:: Task objective ::
Return the lines below in which the string "impl" occurs.

:: Exercise data ::
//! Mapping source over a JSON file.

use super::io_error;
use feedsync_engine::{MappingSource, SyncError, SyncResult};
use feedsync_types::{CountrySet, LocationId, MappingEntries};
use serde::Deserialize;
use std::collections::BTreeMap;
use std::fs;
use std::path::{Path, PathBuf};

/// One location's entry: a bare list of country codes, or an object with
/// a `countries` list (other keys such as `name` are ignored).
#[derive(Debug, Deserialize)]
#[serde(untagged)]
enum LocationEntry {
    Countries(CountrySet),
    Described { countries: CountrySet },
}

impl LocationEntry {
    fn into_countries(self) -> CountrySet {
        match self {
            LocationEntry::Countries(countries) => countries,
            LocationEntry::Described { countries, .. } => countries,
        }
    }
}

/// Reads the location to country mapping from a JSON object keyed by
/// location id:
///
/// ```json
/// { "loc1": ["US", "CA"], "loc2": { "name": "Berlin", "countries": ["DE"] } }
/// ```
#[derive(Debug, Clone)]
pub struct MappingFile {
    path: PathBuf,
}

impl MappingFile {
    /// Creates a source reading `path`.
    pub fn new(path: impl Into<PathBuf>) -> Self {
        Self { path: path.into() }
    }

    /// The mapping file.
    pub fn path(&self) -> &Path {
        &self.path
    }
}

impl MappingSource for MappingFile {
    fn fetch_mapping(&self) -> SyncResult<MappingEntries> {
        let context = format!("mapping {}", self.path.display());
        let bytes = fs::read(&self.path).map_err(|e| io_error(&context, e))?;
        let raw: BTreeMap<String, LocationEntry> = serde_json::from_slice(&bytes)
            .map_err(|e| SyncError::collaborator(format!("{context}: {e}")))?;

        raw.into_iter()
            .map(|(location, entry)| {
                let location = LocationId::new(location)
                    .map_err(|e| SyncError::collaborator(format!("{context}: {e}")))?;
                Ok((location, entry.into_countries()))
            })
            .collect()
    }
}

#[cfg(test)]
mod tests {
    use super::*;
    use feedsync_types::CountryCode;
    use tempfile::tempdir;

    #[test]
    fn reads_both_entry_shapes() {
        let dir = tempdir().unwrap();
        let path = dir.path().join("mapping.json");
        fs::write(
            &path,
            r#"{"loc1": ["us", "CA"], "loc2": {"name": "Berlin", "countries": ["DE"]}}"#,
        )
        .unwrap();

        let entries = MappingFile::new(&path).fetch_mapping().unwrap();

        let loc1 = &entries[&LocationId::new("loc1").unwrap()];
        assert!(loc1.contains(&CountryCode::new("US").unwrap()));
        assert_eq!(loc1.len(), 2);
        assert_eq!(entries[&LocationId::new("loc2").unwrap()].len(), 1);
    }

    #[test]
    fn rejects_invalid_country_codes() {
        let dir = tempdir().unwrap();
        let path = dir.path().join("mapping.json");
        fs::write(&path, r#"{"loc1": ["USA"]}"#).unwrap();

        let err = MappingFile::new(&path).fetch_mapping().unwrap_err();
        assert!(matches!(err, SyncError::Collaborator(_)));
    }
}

:: Written reply ::
impl LocationEntry {
impl MappingFile {
    pub fn new(path: impl Into<PathBuf>) -> Self {
impl MappingSource for MappingFile {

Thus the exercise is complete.